Cognitive impairment started when people were in their mid-40s. Complete dementia developed before the age of 50. Patients died in their 60s. The researchers traced the disease to a mutation in the Presenilin 1 gene, which is now known to affect about 1,200 people in an extended family.
Piedrahita de Villegas showed scientists that it is possible to defy this unfortunate genetic fate. But for an exceptional patient to translate into broader medical insight, scientists need to confirm that the gene produces a beneficial effect — and that it can do the same in other people.
People carry two copies of the APOE gene, one of which is inherited from each parent. Yaquil T. Queiroz, a clinical neuropsychologist at Massachusetts General Hospital, said having two copies of the Christchurch version, as Piedrahita de Villegas did, is “rare, very rare.” So they started looking for people with only one person.
A man who carried an Alzheimer’s risk mutation and a copy from Christchurch provided the first clue. Brain imaging at age 51, when he was diagnosed with mild cognitive impairment, showed that his brain Increased levels of beta-amyloid protein plaques, a sign of Alzheimer’s. But interestingly, he had a different Alzheimer’s-related protein called tau, and developed mild dementia years later than expected at the age of 54.

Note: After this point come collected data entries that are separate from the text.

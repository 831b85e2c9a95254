use anyhow::{bail, Context, Result};
use async_trait::async_trait;
use reqwest::Client;
use serde::{Deserialize, Serialize};
use serde_json::Value;
use std::env;
use std::time::Duration;
use tracing::debug;

use crate::agent::AgentError;

#[derive(Clone)]
pub struct CuaConfig {
    pub api_base: String,      // e.g. "https://api.openai.com/v1"
    pub api_key: String,       // env OPENAI_API_KEY
    pub timeout: Duration,
}

impl Default for CuaConfig {
    fn default() -> Self {
        Self {
            api_base: env::var("OPENAI_BASE_URL").unwrap_or_else(|_| "https://api.openai.com/v1".into()),
            api_key: env::var("OPENAI_API_KEY").unwrap_or_default(),
            timeout: Duration::from_secs(120),
        }
    }
}

/// Opaque handle of a completed turn, threaded into the next request.
#[derive(Clone, Debug, PartialEq, Eq, Serialize, Deserialize)]
#[serde(transparent)]
pub struct ResponseId(pub String);

#[derive(Clone, Copy, Debug, PartialEq, Eq, Serialize, Deserialize)]
#[serde(rename_all = "lowercase")]
pub enum Environment {
    Browser,
    Linux,
    Mac,
    Windows,
    Ubuntu,
}

/// Hosted computer tool declaration; fixes the model's action space.
#[derive(Clone, Debug, PartialEq, Eq, Serialize)]
pub struct ComputerTool {
    #[serde(rename = "type")]
    pub kind: &'static str,
    pub display_width: u32,
    pub display_height: u32,
    pub environment: Environment,
}

impl ComputerTool {
    pub fn new(width: u32, height: u32, environment: Environment) -> Self {
        Self { kind: "computer_use_preview", display_width: width, display_height: height, environment }
    }
}

#[derive(Clone, Debug, PartialEq, Serialize, Deserialize)]
pub struct SafetyCheck {
    #[serde(default)]
    pub id: String,
    #[serde(default, skip_serializing_if = "Option::is_none")]
    pub code: Option<String>,
    #[serde(default, skip_serializing_if = "Option::is_none")]
    pub message: Option<String>,
}

#[derive(Clone, Debug, PartialEq, Serialize)]
pub struct ImageOutput {
    #[serde(rename = "type")]
    pub kind: &'static str,
    pub image_url: String,
    #[serde(skip_serializing_if = "Option::is_none")]
    pub current_url: Option<String>,
}

impl ImageOutput {
    pub fn png(data_base64: &str, current_url: Option<String>) -> Self {
        Self {
            kind: "input_image",
            image_url: format!("data:image/png;base64,{data_base64}"),
            current_url,
        }
    }
}

/// Items the engine sends back to the model.
#[derive(Clone, Debug, PartialEq, Serialize)]
#[serde(untagged)]
pub enum InputItem {
    User { role: &'static str, content: String },
    ComputerCallOutput {
        #[serde(rename = "type")]
        kind: &'static str,
        call_id: String,
        acknowledged_safety_checks: Vec<SafetyCheck>,
        output: ImageOutput,
    },
}

impl InputItem {
    pub fn user(text: impl Into<String>) -> Self {
        InputItem::User { role: "user", content: text.into() }
    }

    pub fn computer_call_output(call_id: String, acknowledged: Vec<SafetyCheck>, output: ImageOutput) -> Self {
        InputItem::ComputerCallOutput {
            kind: "computer_call_output",
            call_id,
            acknowledged_safety_checks: acknowledged,
            output,
        }
    }

    /// Copy suitable for logs: screenshot payloads are replaced by a marker.
    pub fn sanitized(&self) -> Self {
        match self {
            InputItem::ComputerCallOutput { kind, call_id, acknowledged_safety_checks, output } => {
                InputItem::ComputerCallOutput {
                    kind: *kind,
                    call_id: call_id.clone(),
                    acknowledged_safety_checks: acknowledged_safety_checks.clone(),
                    output: ImageOutput { image_url: "[omitted]".into(), ..output.clone() },
                }
            }
            other => other.clone(),
        }
    }
}

#[derive(Clone, Debug, PartialEq, Serialize)]
pub struct ReasoningOptions {
    pub generate_summary: String,
}

#[derive(Clone, Debug, PartialEq, Serialize)]
pub struct ResponseRequest {
    pub model: String,
    #[serde(skip_serializing_if = "Option::is_none")]
    pub previous_response_id: Option<ResponseId>,
    pub tools: Vec<ComputerTool>,
    pub input: Vec<InputItem>,
    pub reasoning: ReasoningOptions,
    pub truncation: String,
    #[serde(skip_serializing_if = "Option::is_none")]
    pub instructions: Option<String>,
}

/// A model-emitted request to perform one primitive interaction.
#[derive(Clone, Debug, PartialEq)]
pub struct ActionRequest {
    pub call_id: String,
    pub kind: ActionKind,
    pub raw: Value,
    pub pending_safety_checks: Vec<SafetyCheck>,
}

#[derive(Clone, Debug, PartialEq, Eq)]
pub enum ActionKind {
    Click,
    DoubleClick,
    Type,
    Keypress,
    Scroll,
    Drag,
    Move,
    Wait,
    Screenshot,
    Unknown(String),
}

impl ActionKind {
    pub fn parse(name: &str) -> Self {
        match name {
            "click" => ActionKind::Click,
            "double_click" => ActionKind::DoubleClick,
            "type" => ActionKind::Type,
            "keypress" => ActionKind::Keypress,
            "scroll" => ActionKind::Scroll,
            "drag" => ActionKind::Drag,
            "move" => ActionKind::Move,
            "wait" => ActionKind::Wait,
            "screenshot" => ActionKind::Screenshot,
            other => ActionKind::Unknown(other.to_string()),
        }
    }

    pub fn as_str(&self) -> &str {
        match self {
            ActionKind::Click => "click",
            ActionKind::DoubleClick => "double_click",
            ActionKind::Type => "type",
            ActionKind::Keypress => "keypress",
            ActionKind::Scroll => "scroll",
            ActionKind::Drag => "drag",
            ActionKind::Move => "move",
            ActionKind::Wait => "wait",
            ActionKind::Screenshot => "screenshot",
            ActionKind::Unknown(name) => name,
        }
    }
}

#[derive(Clone, Debug, PartialEq)]
pub enum OutputItem {
    Message { text: String },
    Reasoning { summary: Vec<String> },
    ComputerCall(ActionRequest),
}

#[derive(Clone, Debug, PartialEq)]
pub struct ModelResponse {
    pub id: ResponseId,
    pub output: Vec<OutputItem>,
}

// Wire shapes of the Responses API output, decoded once and mapped to `OutputItem`.
#[derive(Deserialize)]
struct RawResponse {
    id: ResponseId,
    #[serde(default)]
    output: Vec<RawItem>,
}

#[derive(Deserialize)]
#[serde(tag = "type", rename_all = "snake_case")]
enum RawItem {
    Message {
        #[serde(default)]
        content: Vec<RawText>,
    },
    Reasoning {
        #[serde(default)]
        summary: Vec<RawText>,
    },
    ComputerCall {
        call_id: String,
        #[serde(default)]
        action: Value,
        #[serde(default)]
        pending_safety_checks: Vec<SafetyCheck>,
    },
    #[serde(other)]
    Other,
}

#[derive(Deserialize)]
struct RawText {
    #[serde(default)]
    text: String,
}

/// Transport to the remote reasoning model.
#[async_trait]
pub trait ModelClient: Send + Sync {
    async fn create(&self, request: &ResponseRequest) -> Result<ModelResponse, AgentError>;
}

#[derive(Clone)]
pub struct CuaClient {
    http: Client,
    cfg: CuaConfig,
}

impl CuaClient {
    pub fn new(cfg: CuaConfig) -> Result<Self> {
        if cfg.api_key.is_empty() {
            bail!("OPENAI_API_KEY missing");
        }
        let http = Client::builder()
            .timeout(cfg.timeout)
            .build()
            .context("failed to build HTTP client")?;
        Ok(Self { http, cfg })
    }

    async fn post(&self, request: &ResponseRequest) -> Result<ModelResponse> {
        let url = format!("{}/responses", self.cfg.api_base);
        if tracing::enabled!(tracing::Level::DEBUG) {
            let logged: Vec<InputItem> = request.input.iter().map(InputItem::sanitized).collect();
            debug!(model = %request.model, previous = ?request.previous_response_id, input = ?logged, "responses request");
        }
        let resp = self
            .http
            .post(url)
            .bearer_auth(&self.cfg.api_key)
            .json(request)
            .send()
            .await?;
        let status = resp.status();
        let text = resp.text().await?;
        if !status.is_success() {
            bail!("OpenAI error {}: {}", status, text);
        }
        parse_response(&text)
    }
}

#[async_trait]
impl ModelClient for CuaClient {
    async fn create(&self, request: &ResponseRequest) -> Result<ModelResponse, AgentError> {
        self.post(request)
            .await
            .map_err(|e| AgentError::RemoteCall(format!("{e:#}")))
    }
}

pub fn parse_response(text: &str) -> Result<ModelResponse> {
    let raw: RawResponse = serde_json::from_str(text).context("failed to parse OpenAI response JSON")?;
    let mut output = Vec::with_capacity(raw.output.len());
    for item in raw.output {
        match item {
            RawItem::Message { content } => {
                let text = content.into_iter().map(|c| c.text).collect::<Vec<_>>().join("");
                output.push(OutputItem::Message { text });
            }
            RawItem::Reasoning { summary } => {
                output.push(OutputItem::Reasoning { summary: summary.into_iter().map(|s| s.text).collect() });
            }
            RawItem::ComputerCall { call_id, action, pending_safety_checks } => {
                let kind = action.get("type").and_then(Value::as_str).unwrap_or("unknown");
                output.push(OutputItem::ComputerCall(ActionRequest {
                    call_id,
                    kind: ActionKind::parse(kind),
                    raw: action,
                    pending_safety_checks,
                }));
            }
            RawItem::Other => debug!("skipping unrecognized output item"),
        }
    }
    Ok(ModelResponse { id: raw.id, output })
}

“It was a signal that having a prescription could be protective,” Quiroz said. The team found 26 other people with this genetic makeup. Not all patients develop cognitive impairment, but among those who do, symptoms are delayed and begin five years later than those without CHD. Dementia was also delayed by four years.
The discovery that a copy of Christchurch provides a degree of protection is a promising clue for scientists trying to develop treatments. If two prescriptions were required, the new drug bar might be too much—it would have to be very effective to have any benefit. But observing a lower dose of the gene against the onset of the disease is a good sign. This suggests that even partially mimicking the function of the Christchurch gene can work.
“I think this is a really important study, and the result is very meaningful,” said Yadong Huang, director of the Center for Translational Advances at the Gladstone Institutes, an independent biomedical research organization based in San Francisco. Huang He was not involved in the study, but his lab showed last year that the Christchurch mutation had benefits in Alzheimer’s-prone mice and human brain cells in a dish. However, he noted that until now there has been an important gap in knowledge – how it affects humans in the real world.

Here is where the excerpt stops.